Extending an interface means borrowing its properties and widening them for code reuse. But wait, there’s more! As you’ll see soon TypeScript interfaces can also describe functions.

But first let’s take a look at indexing!

TypeScript tutorial for beginners: the indexing interlude

JavaScript objects are containers for key/value pairs. Imagine a simple object:

const paolo = {
  name: "Paolo",
  city: "Siena",
  age: 44
};

We can access the value of any key with the dot syntax:

console.log(paolo.city);

or with the bracket syntax (the same is true for JavaScript arrays since arrays are a special kind of object):

console.log(paolo["city"]);

Now imagine that the key becomes dynamic, so that we can put it in a variable and reference it inside brackets:

const paolo = {
  name: "Paolo",
  city: "Siena",
  age: 44
};

const key = "city";

console.log(paolo[key]);

Now let’s add another object, put both inside an array, and filter the array with the filter method like we did in filterByTerm.js. But this time the key is passed dynamically so filtering any object key becomes possible:

const paolo = {
  name: "Paolo",
  city: "Siena",
  age: 44
};

const tom = {
  name: "Tom",
  city: "Munich",
  age: 33
};

function filterPerson(arr, term, key) {
  return arr.filter(function(person) {
    return person[key].match(term);
  });
}

filterPerson([paolo, tom], "Siena", "city");

Here’s the relevant line:

return person[key].match(term);

Will it work? Yes because JavaScript does not care whether paolo or tom are “indexable” with a dynamic [key]. And what about TypeScript? Will it give an error in this case?

Let’s find out: in the next section we’ll make filterByTerm more dynamic with a variable key.
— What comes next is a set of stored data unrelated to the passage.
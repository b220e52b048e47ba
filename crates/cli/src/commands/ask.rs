//! Ask command handler.
//!
//! Runs one question through the review pipeline and prints the answer.

use clap::Args;
use reviewlens_core::{config::AppConfig, AppError, AppResult};
use reviewlens_rag::{AskOutcome, ReviewPipeline, ReviewRecord, Session, StaticSecretResolver};
use std::path::PathBuf;

/// Ask one question about the reviews
#[derive(Args, Debug)]
pub struct AskCommand {
    /// The question to ask
    pub question: Option<String>,

    /// Read the question from a file
    #[arg(short, long, conflicts_with = "question")]
    pub file: Option<PathBuf>,

    /// Restrict retrieval to one business
    #[arg(short, long)]
    pub business_id: Option<String>,

    /// Shared secret to log in with (required in gated mode)
    #[arg(long, env = "REVIEWLENS_SECRET", hide_env_values = true)]
    pub secret: Option<String>,

    /// Number of reviews to retrieve
    #[arg(long)]
    pub top_k: Option<usize>,

    /// Minimum relevance score for a review to be used
    #[arg(long)]
    pub threshold: Option<f64>,

    /// Fail instead of searching with the question when no terms parse
    #[arg(long)]
    pub strict_terms: bool,

    /// Skip the sentiment breakdown
    #[arg(long)]
    pub no_sentiment: bool,

    /// Print the retrieved reviews after the answer
    #[arg(long)]
    pub show_reviews: bool,

    /// Output as JSON
    #[arg(long)]
    pub json: bool,
}

impl AskCommand {
    /// Execute the ask command.
    pub async fn execute(&self, config: &AppConfig) -> AppResult<()> {
        tracing::info!("Executing ask command");

        let question = self.get_question()?;
        let config = self.apply_options(config.clone());
        let pipeline = ReviewPipeline::from_config(&config)?;

        let mut session = Session::new();
        if let Some(ref secret) = self.secret {
            let resolver = StaticSecretResolver::new(config.access.secrets.clone());
            session.login(&resolver, secret)?;
        }

        let outcome = pipeline
            .ask(&session, &question, self.business_id.as_deref())
            .await?;

        if self.json {
            println!("{}", serde_json::to_string_pretty(&outcome_json(&outcome))?);
        } else {
            println!("{}", outcome.answer);
            if self.show_reviews {
                print_reviews(&outcome);
            }
        }

        Ok(())
    }

    /// Get the question text from the argument or the file.
    fn get_question(&self) -> AppResult<String> {
        let question = match (&self.question, &self.file) {
            (Some(question), _) => question.clone(),
            (None, Some(path)) => std::fs::read_to_string(path)?,
            (None, None) => {
                return Err(AppError::InvalidInput("No question provided".to_string()));
            }
        };
        Ok(question.trim().to_string())
    }

    fn apply_options(&self, mut config: AppConfig) -> AppConfig {
        if let Some(top_k) = self.top_k {
            config.retrieval.top_k = top_k;
        }
        if let Some(threshold) = self.threshold {
            config.retrieval.score_threshold = threshold;
        }
        if self.strict_terms {
            config.retrieval.strict_terms = true;
        }
        if self.no_sentiment {
            config.synthesis.sentiment = false;
        }
        config
    }
}

/// Structured form of an outcome for `--json`.
pub(crate) fn outcome_json(outcome: &AskOutcome) -> serde_json::Value {
    serde_json::json!({
        "answer": outcome.answer,
        "searchText": outcome.query.search_text,
        "terms": outcome.query.terms,
        "usedFallback": outcome.query.used_fallback(),
        "businessId": outcome.business_id,
        "reviews": outcome.reviews,
        "alternatives": outcome.alternatives,
    })
}

/// Print the evidence behind an answer.
pub(crate) fn print_reviews(outcome: &AskOutcome) {
    println!();
    if outcome.reviews.is_empty() {
        println!("Reviews: (none met the relevance threshold)");
    } else {
        println!("Reviews (search: {}):", outcome.query.search_text);
        for review in &outcome.reviews {
            print_review(review);
        }
    }

    if !outcome.alternatives.is_empty() {
        println!("Closest reviews:");
        for review in &outcome.alternatives {
            print_review(review);
        }
    }
}

fn print_review(review: &ReviewRecord) {
    println!(
        "- {} [{}] {} {} (score {:.4})",
        review.review_id,
        review.business_id,
        review.location.as_deref().unwrap_or("-"),
        review.date.as_deref().unwrap_or("-"),
        review.score
    );
    println!("  {}", review.content.trim());
}

#[cfg(test)]
mod tests {
    use super::*;
    use reviewlens_rag::{RewrittenQuery, TermSource};

    fn outcome() -> AskOutcome {
        AskOutcome {
            question: "How are the nachos?".to_string(),
            business_id: Some("MX001".to_string()),
            query: RewrittenQuery {
                raw: "['nachos']".to_string(),
                terms: vec!["nachos".to_string()],
                search_text: "nachos".to_string(),
                source: TermSource::Bracketed,
            },
            reviews: vec![ReviewRecord {
                review_id: "r1".to_string(),
                business_id: "MX001".to_string(),
                content: "Best nachos".to_string(),
                location: None,
                date: None,
                score: 0.05,
            }],
            alternatives: vec![],
            answer: "Loved.".to_string(),
        }
    }

    #[test]
    fn test_outcome_json_shape() {
        let json = outcome_json(&outcome());
        assert_eq!(json["answer"], "Loved.");
        assert_eq!(json["searchText"], "nachos");
        assert_eq!(json["usedFallback"], false);
        assert_eq!(json["businessId"], "MX001");
        assert_eq!(json["reviews"][0]["reviewId"], "r1");
        assert_eq!(json["alternatives"].as_array().map(Vec::len), Some(0));
    }

    #[test]
    fn test_options_override_config() {
        let cmd = AskCommand {
            question: Some("Nachos?".to_string()),
            file: None,
            business_id: None,
            secret: None,
            top_k: Some(3),
            threshold: Some(0.5),
            strict_terms: true,
            no_sentiment: true,
            show_reviews: false,
            json: false,
        };
        let config = cmd.apply_options(AppConfig::default());
        assert_eq!(config.retrieval.top_k, 3);
        assert_eq!(config.retrieval.score_threshold, 0.5);
        assert!(config.retrieval.strict_terms);
        assert!(!config.synthesis.sentiment);
    }

    #[test]
    fn test_missing_question_is_invalid_input() {
        let cmd = AskCommand {
            question: None,
            file: None,
            business_id: None,
            secret: None,
            top_k: None,
            threshold: None,
            strict_terms: false,
            no_sentiment: false,
            show_reviews: false,
            json: false,
        };
        assert!(matches!(cmd.get_question(), Err(AppError::InvalidInput(_))));
    }
}
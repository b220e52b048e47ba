//! Logging infrastructure for reviewlens.
//!
//! Initializes the tracing subscriber. All logs go to stderr so stdout carries
//! only answers (and JSON output when requested).

use tracing_subscriber::{fmt, layer::SubscriberExt, util::SubscriberInitExt, EnvFilter};

use crate::error::{AppError, AppResult};

/// Initialize the tracing subscriber with stderr output.
///
/// # Arguments
/// * `log_level` - Optional filter directive (e.g., "debug", "reviewlens_rag=trace")
/// * `no_color` - Disable colored output
/// * `json` - Emit one JSON object per event instead of human-readable lines
///
/// # Example
/// ```no_run
/// use reviewlens_core::logging::init_logging;
///
/// init_logging(None, false, false).expect("Failed to initialize logging");
/// ```
pub fn init_logging(log_level: Option<&str>, no_color: bool, json: bool) -> AppResult<()> {
    let env_filter = build_filter(log_level)?;

    let registry = tracing_subscriber::registry().with(env_filter);

    let result = if json {
        registry
            .with(
                fmt::layer()
                    .json()
                    .with_writer(std::io::stderr)
                    .with_target(true),
            )
            .try_init()
    } else {
        registry
            .with(
                fmt::layer()
                    .with_writer(std::io::stderr)
                    .with_target(true)
                    .with_level(true)
                    .with_ansi(!no_color && supports_color()),
            )
            .try_init()
    };

    result.map_err(|e| AppError::Config(format!("Failed to init logging: {}", e)))
}

/// Resolve the filter from the explicit level, `RUST_LOG`, or `info`.
fn build_filter(log_level: Option<&str>) -> AppResult<EnvFilter> {
    let default_level = std::env::var("RUST_LOG").unwrap_or_else(|_| "info".to_string());
    let filter_str = log_level.unwrap_or(&default_level);

    EnvFilter::try_new(filter_str)
        .map_err(|e| AppError::Config(format!("Invalid log filter '{}': {}", filter_str, e)))
}

fn supports_color() -> bool {
    std::env::var("NO_COLOR").is_err()
}

#[cfg(test)]
mod tests {
    use super::*;

    #[test]
    fn test_build_filter_accepts_directives() {
        assert!(build_filter(Some("debug")).is_ok());
        assert!(build_filter(Some("reviewlens_rag=trace,info")).is_ok());
    }

    #[test]
    fn test_init_logging_only_once() {
        // The only test in this crate that installs a global subscriber
        assert!(init_logging(Some("warn"), true, false).is_ok());
        assert!(init_logging(Some("warn"), true, true).is_err());
    }
}
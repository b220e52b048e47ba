//! Hybrid search requests and the backend seam.
//!
//! A request pairs the lexical `search` text with one vector query over the
//! same text, optionally filtered to one business.

pub mod azure;

pub use azure::AzureSearchClient;

use crate::types::ReviewRecord;
use reviewlens_core::AppResult;
use serde::Serialize;

/// Fields projected for every hit.
pub const REVIEW_FIELDS: [&str; 5] = ["review_id", "business_id", "review_content", "location", "date"];

/// Vector half of a hybrid query.
#[derive(Debug, Clone, PartialEq, Serialize)]
#[serde(tag = "kind", rename_all = "lowercase")]
pub enum VectorQuery {
    /// The index vectorizes `text` itself
    Text { text: String, k: usize, fields: String },
    /// A vector embedded client-side
    Vector { vector: Vec<f32>, k: usize, fields: String },
}

/// One hybrid search request, serialized as the search service expects it.
#[derive(Debug, Clone, PartialEq, Serialize)]
#[serde(rename_all = "camelCase")]
pub struct SearchRequest {
    pub search: String,
    pub vector_queries: Vec<VectorQuery>,
    pub select: String,
    pub top: usize,
    #[serde(skip_serializing_if = "Option::is_none")]
    pub filter: Option<String>,
}

/// Equality filter restricting hits to one business.
///
/// Single quotes in the id are doubled, as OData string literals require.
pub fn business_filter(business_id: &str) -> String {
    format!("business_id eq '{}'", business_id.replace('\'', "''"))
}

/// A hybrid search service.
///
/// Implementations return hits in engine ranking order and report every
/// failure as `AppError::Retrieval`.
#[async_trait::async_trait]
pub trait SearchBackend: Send + Sync {
    async fn search(&self, request: &SearchRequest) -> AppResult<Vec<ReviewRecord>>;
}

#[cfg(test)]
mod tests {
    use super::*;

    #[test]
    fn test_business_filter() {
        assert_eq!(business_filter("MX001"), "business_id eq 'MX001'");
        assert_eq!(business_filter("O'Brien"), "business_id eq 'O''Brien'");
    }

    #[test]
    fn test_request_wire_format() {
        let request = SearchRequest {
            search: "nachos".to_string(),
            vector_queries: vec![VectorQuery::Text {
                text: "nachos".to_string(),
                k: 5,
                fields: "embedding".to_string(),
            }],
            select: REVIEW_FIELDS.join(","),
            top: 5,
            filter: Some(business_filter("MX001")),
        };

        let json = serde_json::to_value(&request).unwrap();
        assert_eq!(
            json,
            serde_json::json!({
                "search": "nachos",
                "vectorQueries": [
                    {"kind": "text", "text": "nachos", "k": 5, "fields": "embedding"}
                ],
                "select": "review_id,business_id,review_content,location,date",
                "top": 5,
                "filter": "business_id eq 'MX001'"
            })
        );
    }

    #[test]
    fn test_unfiltered_request_omits_filter() {
        let request = SearchRequest {
            search: "patio".to_string(),
            vector_queries: vec![VectorQuery::Vector {
                vector: vec![0.5, 0.25],
                k: 3,
                fields: "embedding".to_string(),
            }],
            select: REVIEW_FIELDS.join(","),
            top: 3,
            filter: None,
        };

        let json = serde_json::to_value(&request).unwrap();
        assert!(json.get("filter").is_none());
        assert_eq!(json["vectorQueries"][0]["kind"], "vector");
        assert_eq!(json["vectorQueries"][0]["vector"][1], 0.25);
    }
}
Interfaces can have indexes

Let’s get back to filterByTerm.ts and in particular to our filterByTerm function:

function filterByTerm(input: Array<ILink>, searchTerm: string) {
  if (!searchTerm) throw Error("searchTerm cannot be empty");
  if (!input.length) throw Error("input cannot be empty");
  const regex = new RegExp(searchTerm, "i");
  return input.filter(function(arrayElement) {
    return arrayElement.url.match(regex);
  });
}

It does not look so flexible because for every ILink we match the hardcoded property “url” against a regular expression. We may want to make the property, thus the key, dynamic. Here’s a first try:

function filterByTerm(
  input: Array<ILink>,
  searchTerm: string,
  lookupKey: string = "url"
) {
  if (!searchTerm) throw Error("searchTerm cannot be empty");
  if (!input.length) throw Error("input cannot be empty");
  const regex = new RegExp(searchTerm, "i");
  return input.filter(function(arrayElement) {
    return arrayElement[lookupKey].match(regex);
  });
}

lookupKey is the dynamic key, which gets also assigned a default parameter as a fallback, the string “url”. Let’s compile the code:

npm run tsc

Does it compile?

error TS7053: Element implicitly has an 'any' type because expression of type 'string' can't be used to index type 'ILink'.
  No index signature with a parameter of type 'string' was found on type 'ILink'.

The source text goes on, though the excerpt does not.